** Description of the task **
The expected output is exactly the lines below, starting at the line with "self.sync_backing_store()?;" and ending at the line with "pub fn hovered_index(&self)", both included; no other line belongs in it.

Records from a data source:

--------------------------------------------------

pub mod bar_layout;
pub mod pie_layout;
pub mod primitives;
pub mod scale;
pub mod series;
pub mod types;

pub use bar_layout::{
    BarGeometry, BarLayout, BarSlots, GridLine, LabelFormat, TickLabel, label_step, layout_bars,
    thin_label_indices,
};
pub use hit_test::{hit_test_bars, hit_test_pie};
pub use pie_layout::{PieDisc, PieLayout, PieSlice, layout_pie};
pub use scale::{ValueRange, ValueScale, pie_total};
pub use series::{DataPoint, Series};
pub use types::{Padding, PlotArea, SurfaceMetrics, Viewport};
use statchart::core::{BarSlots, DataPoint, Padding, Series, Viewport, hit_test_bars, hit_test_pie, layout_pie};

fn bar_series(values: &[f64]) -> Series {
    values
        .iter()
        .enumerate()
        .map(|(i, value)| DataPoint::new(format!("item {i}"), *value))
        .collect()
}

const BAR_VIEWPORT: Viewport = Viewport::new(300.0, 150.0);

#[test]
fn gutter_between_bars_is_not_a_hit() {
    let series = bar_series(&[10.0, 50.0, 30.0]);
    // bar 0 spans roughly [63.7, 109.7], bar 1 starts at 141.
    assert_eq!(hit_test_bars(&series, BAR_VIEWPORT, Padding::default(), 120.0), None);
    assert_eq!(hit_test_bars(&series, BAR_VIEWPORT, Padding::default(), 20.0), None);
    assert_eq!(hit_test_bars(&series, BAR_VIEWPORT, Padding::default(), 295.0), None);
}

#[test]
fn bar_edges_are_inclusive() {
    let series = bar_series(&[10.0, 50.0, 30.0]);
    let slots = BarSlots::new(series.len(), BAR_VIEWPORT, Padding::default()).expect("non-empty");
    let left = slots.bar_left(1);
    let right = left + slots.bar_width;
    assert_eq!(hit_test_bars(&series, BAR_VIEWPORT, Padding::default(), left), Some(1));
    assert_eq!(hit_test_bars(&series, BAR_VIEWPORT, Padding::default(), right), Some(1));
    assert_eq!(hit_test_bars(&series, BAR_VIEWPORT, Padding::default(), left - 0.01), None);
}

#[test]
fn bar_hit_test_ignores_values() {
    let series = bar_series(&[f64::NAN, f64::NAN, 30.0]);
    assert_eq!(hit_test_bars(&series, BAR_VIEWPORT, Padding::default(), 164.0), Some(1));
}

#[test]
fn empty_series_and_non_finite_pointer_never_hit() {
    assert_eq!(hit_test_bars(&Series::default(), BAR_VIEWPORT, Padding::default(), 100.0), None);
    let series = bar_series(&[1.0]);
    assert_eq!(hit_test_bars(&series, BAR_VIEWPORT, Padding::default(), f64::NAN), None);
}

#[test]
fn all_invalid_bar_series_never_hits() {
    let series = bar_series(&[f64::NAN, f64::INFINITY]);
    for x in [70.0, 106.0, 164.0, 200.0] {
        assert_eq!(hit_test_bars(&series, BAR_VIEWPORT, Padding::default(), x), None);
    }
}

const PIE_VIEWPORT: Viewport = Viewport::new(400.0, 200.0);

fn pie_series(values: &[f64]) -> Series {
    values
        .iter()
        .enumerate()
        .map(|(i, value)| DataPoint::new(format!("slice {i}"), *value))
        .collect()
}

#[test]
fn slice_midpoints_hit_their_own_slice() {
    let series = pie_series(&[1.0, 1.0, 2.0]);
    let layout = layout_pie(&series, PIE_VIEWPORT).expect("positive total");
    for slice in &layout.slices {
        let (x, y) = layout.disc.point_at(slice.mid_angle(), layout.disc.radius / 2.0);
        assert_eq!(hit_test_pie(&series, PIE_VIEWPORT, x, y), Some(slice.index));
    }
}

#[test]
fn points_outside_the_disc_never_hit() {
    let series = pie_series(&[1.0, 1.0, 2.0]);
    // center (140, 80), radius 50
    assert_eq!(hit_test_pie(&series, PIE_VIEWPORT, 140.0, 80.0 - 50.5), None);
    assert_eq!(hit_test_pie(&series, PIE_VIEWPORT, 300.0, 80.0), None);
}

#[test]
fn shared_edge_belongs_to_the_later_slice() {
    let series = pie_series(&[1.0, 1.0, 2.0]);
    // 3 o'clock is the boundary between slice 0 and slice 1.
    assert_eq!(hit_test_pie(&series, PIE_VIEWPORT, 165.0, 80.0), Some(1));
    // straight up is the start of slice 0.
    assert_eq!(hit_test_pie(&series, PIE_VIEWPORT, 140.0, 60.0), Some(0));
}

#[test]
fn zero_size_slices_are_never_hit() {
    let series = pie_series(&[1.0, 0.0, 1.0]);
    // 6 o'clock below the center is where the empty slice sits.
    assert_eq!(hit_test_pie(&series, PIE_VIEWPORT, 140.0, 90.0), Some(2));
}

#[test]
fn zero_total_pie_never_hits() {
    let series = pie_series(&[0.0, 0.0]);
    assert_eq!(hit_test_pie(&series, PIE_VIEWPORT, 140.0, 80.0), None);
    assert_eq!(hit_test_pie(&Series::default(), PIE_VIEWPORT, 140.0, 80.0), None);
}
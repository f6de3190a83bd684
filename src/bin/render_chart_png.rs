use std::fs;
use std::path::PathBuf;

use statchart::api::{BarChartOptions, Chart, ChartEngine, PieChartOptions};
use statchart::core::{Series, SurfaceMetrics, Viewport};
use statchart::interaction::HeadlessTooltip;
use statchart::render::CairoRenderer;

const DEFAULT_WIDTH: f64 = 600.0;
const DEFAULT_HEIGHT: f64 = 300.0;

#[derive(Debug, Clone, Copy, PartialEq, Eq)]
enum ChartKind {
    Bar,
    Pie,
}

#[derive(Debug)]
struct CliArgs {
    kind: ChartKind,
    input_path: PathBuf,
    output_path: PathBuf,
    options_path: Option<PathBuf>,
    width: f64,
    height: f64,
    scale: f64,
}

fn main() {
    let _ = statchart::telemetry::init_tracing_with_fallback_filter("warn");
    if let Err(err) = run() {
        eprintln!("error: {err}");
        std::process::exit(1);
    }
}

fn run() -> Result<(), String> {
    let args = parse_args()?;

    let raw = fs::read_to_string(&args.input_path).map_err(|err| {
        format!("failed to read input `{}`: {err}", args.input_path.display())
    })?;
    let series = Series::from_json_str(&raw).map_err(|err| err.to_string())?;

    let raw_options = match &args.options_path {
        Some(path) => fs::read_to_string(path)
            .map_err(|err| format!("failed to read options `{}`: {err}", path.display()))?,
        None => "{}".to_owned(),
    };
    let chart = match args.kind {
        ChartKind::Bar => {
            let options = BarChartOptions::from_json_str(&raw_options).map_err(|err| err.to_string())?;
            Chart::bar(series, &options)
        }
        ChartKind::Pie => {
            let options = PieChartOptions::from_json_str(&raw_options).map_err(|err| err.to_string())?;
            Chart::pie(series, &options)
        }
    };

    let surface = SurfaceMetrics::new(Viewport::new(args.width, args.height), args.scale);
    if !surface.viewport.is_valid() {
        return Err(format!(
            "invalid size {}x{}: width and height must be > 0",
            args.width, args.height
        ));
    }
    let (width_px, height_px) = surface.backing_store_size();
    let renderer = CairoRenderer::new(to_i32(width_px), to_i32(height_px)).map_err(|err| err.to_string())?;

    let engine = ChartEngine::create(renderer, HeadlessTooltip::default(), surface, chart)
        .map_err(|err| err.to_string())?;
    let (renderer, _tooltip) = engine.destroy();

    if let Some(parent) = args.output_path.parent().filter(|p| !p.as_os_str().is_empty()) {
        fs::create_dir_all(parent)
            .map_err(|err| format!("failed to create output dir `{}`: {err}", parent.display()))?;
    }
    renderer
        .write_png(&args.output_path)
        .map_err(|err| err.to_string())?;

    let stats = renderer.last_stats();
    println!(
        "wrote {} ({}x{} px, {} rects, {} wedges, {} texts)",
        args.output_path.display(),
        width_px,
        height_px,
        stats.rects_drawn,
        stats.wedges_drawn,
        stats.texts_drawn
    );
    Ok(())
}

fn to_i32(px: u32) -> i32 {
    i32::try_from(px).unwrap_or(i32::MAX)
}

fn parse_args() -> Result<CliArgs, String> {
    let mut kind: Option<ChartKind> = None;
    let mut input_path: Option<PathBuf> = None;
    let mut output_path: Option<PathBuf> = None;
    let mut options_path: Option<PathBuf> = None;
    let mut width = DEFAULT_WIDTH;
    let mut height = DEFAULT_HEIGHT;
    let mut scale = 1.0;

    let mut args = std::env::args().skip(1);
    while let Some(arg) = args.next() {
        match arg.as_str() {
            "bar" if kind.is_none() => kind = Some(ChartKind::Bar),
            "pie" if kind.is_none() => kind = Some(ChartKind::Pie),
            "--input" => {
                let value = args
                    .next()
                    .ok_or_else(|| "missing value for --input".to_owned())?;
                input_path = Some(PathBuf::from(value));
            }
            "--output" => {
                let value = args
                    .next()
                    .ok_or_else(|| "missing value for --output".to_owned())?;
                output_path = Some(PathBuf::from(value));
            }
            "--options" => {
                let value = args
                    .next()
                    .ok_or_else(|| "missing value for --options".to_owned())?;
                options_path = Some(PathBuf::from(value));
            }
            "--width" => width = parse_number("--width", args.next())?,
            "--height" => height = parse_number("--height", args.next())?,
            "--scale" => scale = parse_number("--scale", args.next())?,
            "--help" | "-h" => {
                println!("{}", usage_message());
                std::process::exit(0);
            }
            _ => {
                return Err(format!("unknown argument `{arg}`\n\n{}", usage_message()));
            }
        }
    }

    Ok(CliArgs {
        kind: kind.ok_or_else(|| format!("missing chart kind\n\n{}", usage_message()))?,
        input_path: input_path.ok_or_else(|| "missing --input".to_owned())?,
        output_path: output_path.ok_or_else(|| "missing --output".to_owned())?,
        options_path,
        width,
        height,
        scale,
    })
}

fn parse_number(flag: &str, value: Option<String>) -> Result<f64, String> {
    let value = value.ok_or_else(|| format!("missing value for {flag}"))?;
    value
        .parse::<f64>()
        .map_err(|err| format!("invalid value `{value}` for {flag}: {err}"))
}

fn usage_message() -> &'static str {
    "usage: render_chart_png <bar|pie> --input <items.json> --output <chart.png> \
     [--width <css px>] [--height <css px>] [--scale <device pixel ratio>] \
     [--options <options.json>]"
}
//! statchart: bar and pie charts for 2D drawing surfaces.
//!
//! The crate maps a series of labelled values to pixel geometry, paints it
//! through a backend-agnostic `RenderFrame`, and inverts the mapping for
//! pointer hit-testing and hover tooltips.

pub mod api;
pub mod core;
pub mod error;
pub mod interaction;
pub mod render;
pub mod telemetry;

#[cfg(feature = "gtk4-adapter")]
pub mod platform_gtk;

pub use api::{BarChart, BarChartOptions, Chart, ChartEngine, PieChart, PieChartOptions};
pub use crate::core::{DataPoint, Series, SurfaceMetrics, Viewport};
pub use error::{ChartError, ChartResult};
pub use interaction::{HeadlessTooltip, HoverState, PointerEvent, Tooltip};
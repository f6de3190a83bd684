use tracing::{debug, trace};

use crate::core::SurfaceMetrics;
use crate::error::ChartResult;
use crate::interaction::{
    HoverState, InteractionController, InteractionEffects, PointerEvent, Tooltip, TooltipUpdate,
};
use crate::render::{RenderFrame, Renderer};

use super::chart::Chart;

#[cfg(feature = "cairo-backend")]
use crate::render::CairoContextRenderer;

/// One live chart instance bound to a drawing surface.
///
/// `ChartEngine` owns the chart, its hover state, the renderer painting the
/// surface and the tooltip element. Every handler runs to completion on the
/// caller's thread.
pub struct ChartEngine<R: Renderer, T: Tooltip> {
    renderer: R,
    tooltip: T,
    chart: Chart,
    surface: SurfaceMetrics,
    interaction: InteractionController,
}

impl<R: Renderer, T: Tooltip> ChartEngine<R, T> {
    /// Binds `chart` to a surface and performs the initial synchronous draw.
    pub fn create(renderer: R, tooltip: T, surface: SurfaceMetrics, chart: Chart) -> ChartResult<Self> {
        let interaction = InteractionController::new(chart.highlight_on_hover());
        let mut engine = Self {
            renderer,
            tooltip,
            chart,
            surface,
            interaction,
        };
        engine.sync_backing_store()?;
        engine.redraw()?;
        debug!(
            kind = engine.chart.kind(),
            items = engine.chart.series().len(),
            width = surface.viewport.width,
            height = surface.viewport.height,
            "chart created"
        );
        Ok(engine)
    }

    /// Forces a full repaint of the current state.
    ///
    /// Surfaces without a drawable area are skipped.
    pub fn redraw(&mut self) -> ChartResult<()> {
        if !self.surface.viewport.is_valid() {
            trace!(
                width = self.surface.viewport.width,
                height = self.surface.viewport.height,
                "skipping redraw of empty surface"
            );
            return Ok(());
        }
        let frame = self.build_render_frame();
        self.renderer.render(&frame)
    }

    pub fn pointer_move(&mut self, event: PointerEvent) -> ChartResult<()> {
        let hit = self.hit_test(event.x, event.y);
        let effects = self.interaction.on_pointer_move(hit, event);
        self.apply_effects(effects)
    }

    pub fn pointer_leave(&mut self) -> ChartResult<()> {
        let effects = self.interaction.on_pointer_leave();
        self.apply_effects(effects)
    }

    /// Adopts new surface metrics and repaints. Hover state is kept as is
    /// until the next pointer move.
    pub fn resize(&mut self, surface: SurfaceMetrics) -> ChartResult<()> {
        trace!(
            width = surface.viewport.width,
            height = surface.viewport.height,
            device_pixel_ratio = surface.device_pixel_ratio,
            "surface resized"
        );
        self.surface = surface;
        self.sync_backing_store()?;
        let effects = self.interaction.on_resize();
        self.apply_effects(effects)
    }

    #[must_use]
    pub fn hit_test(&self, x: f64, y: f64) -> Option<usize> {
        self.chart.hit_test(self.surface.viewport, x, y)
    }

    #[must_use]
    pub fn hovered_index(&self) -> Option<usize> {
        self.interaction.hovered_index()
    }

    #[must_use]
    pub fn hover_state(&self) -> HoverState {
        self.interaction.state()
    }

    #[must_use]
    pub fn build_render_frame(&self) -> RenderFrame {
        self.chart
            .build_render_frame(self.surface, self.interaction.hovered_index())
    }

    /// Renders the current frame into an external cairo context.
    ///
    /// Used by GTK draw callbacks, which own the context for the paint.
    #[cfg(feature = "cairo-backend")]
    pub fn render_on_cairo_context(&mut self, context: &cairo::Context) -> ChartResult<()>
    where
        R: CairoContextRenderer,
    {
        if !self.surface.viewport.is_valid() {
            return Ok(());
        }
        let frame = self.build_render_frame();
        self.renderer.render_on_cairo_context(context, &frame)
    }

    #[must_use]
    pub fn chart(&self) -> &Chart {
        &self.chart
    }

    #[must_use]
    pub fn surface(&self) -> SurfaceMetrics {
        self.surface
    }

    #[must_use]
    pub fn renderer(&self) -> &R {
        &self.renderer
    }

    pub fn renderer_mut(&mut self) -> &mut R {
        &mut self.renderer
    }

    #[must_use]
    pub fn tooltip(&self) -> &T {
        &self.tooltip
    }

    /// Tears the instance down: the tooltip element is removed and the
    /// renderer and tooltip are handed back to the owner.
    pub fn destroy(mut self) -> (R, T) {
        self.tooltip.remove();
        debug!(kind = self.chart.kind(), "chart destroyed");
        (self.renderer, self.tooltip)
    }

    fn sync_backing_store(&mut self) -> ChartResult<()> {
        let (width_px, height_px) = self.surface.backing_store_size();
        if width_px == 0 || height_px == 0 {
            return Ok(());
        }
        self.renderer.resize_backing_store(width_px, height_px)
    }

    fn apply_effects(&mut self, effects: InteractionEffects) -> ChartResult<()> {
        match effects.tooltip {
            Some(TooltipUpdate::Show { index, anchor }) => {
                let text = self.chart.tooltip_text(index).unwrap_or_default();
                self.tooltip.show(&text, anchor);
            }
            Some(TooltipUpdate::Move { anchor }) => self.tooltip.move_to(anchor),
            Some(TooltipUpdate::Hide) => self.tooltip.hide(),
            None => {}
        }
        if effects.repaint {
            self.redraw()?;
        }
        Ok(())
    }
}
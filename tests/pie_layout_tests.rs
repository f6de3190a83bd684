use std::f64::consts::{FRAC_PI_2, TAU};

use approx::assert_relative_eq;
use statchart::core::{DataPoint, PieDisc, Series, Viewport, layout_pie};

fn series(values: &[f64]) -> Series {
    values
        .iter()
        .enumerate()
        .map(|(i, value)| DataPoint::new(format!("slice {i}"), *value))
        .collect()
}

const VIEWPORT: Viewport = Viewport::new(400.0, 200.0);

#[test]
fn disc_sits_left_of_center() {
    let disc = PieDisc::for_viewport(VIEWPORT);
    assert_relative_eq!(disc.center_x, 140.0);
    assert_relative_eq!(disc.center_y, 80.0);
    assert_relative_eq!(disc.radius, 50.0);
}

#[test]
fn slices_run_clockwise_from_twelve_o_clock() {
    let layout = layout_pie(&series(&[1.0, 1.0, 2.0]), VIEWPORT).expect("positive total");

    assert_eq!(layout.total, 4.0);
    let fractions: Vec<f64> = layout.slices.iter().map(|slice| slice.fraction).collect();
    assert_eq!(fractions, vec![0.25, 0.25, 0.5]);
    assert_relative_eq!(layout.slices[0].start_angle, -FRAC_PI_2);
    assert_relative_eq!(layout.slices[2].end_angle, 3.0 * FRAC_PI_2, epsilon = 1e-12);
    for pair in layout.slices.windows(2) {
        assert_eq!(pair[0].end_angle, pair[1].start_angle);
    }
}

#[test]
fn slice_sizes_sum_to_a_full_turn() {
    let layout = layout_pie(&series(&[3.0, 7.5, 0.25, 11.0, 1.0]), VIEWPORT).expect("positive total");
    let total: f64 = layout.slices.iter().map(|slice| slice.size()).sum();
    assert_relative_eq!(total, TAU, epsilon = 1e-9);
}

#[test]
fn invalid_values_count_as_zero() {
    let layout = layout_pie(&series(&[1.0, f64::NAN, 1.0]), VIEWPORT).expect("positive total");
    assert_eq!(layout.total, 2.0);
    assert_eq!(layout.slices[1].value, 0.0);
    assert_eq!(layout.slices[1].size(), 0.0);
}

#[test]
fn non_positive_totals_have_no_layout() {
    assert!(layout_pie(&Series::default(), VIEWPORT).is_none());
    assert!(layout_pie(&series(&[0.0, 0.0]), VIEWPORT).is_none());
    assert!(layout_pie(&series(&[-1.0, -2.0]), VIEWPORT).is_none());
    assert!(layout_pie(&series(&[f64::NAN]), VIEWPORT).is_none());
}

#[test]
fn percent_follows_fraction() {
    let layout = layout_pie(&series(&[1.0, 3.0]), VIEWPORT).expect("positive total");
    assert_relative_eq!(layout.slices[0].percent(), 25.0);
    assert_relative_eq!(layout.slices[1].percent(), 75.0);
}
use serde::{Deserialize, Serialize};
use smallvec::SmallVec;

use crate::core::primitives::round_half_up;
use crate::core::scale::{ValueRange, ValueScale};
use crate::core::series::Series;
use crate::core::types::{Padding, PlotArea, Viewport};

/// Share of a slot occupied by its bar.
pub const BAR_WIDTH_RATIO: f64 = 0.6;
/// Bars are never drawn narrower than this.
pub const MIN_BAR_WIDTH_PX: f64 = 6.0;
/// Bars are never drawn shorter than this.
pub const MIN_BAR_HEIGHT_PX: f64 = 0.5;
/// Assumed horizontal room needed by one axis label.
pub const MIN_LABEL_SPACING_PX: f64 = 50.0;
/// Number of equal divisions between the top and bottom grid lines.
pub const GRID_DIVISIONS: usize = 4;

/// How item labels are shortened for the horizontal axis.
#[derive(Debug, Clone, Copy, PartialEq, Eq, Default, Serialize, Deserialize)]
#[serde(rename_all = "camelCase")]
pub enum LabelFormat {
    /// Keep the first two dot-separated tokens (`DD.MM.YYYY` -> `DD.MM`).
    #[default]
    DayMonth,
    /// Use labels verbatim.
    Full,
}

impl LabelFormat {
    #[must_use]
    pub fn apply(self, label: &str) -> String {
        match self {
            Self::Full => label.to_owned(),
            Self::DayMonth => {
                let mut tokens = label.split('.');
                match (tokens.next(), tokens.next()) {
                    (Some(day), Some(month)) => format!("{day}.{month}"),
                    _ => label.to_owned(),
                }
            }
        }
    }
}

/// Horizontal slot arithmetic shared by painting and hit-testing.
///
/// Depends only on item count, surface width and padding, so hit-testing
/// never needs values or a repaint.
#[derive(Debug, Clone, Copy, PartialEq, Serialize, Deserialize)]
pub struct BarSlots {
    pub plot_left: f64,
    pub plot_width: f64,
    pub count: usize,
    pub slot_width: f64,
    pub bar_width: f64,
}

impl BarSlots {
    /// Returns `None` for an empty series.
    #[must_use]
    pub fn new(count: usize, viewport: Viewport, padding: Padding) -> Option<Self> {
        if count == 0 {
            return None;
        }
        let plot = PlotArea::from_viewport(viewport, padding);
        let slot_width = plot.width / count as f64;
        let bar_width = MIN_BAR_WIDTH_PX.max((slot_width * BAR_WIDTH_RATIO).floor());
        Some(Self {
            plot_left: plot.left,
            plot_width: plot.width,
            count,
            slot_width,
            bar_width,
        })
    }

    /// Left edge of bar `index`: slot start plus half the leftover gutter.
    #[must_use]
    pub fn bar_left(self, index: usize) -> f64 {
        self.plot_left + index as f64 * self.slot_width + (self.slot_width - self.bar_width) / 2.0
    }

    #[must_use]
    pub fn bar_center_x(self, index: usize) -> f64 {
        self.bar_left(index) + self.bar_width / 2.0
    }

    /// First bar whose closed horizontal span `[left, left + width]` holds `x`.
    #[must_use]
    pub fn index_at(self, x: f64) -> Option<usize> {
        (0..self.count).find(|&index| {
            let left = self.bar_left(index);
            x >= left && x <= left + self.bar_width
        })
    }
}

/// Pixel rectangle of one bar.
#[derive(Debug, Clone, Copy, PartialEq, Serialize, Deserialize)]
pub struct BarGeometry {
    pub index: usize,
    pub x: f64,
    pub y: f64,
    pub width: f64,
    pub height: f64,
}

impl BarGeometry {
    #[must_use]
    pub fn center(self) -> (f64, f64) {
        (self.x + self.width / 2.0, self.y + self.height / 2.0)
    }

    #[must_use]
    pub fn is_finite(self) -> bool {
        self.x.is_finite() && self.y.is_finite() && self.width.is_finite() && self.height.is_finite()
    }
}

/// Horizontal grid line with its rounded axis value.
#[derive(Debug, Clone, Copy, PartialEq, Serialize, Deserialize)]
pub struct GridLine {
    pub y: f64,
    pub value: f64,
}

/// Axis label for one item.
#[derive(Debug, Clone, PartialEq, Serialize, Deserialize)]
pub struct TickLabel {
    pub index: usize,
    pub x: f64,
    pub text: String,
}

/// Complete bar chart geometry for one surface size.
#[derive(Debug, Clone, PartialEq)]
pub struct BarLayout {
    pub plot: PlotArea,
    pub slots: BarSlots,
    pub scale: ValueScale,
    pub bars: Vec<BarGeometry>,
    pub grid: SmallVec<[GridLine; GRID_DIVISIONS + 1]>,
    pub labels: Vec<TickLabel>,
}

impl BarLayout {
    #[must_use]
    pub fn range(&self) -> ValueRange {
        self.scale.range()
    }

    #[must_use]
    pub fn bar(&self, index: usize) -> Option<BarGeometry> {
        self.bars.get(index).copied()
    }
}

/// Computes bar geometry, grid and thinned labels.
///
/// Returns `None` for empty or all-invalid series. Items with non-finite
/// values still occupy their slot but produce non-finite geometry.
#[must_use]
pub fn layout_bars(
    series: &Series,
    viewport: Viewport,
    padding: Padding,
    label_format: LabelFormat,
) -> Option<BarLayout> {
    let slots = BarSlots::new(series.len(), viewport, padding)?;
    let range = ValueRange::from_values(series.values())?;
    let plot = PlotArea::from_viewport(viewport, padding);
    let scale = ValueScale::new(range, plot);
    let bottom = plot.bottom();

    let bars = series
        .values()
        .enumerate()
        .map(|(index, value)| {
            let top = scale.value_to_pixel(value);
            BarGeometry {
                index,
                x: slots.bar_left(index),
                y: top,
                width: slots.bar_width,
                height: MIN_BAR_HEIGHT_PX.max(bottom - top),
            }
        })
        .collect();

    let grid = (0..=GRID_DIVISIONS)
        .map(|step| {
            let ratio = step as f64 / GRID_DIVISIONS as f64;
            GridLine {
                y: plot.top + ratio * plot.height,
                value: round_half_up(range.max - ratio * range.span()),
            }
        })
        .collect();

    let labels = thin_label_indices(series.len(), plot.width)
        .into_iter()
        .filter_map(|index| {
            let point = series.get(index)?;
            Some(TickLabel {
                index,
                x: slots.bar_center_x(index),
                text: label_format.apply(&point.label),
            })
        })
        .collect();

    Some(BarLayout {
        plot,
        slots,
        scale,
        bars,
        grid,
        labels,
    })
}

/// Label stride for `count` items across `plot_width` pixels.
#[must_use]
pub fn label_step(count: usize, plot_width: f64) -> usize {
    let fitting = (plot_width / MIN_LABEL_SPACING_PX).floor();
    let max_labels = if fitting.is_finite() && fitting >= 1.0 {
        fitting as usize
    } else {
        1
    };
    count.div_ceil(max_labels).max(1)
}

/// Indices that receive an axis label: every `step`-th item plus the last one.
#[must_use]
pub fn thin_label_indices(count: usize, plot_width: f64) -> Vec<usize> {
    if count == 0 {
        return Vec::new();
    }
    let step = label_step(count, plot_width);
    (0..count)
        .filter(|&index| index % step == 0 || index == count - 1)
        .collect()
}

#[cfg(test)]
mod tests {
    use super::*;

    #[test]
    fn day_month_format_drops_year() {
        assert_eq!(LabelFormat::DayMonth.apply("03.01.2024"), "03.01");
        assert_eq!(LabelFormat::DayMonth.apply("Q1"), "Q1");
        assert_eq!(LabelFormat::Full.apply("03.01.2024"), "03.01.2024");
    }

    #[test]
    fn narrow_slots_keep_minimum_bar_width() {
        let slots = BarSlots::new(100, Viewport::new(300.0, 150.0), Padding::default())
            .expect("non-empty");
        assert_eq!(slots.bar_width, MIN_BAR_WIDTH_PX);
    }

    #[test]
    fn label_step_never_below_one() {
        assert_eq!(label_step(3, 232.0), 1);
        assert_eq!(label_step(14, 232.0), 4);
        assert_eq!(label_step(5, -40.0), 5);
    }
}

--------------------------------------------------

** Written solution **
        self.sync_backing_store()?;
        let effects = self.interaction.on_resize();
        self.apply_effects(effects)
    }

    #[must_use]
    pub fn hit_test(&self, x: f64, y: f64) -> Option<usize> {
        self.chart.hit_test(self.surface.viewport, x, y)
    }

    #[must_use]
    pub fn hovered_index(&self) -> Option<usize> {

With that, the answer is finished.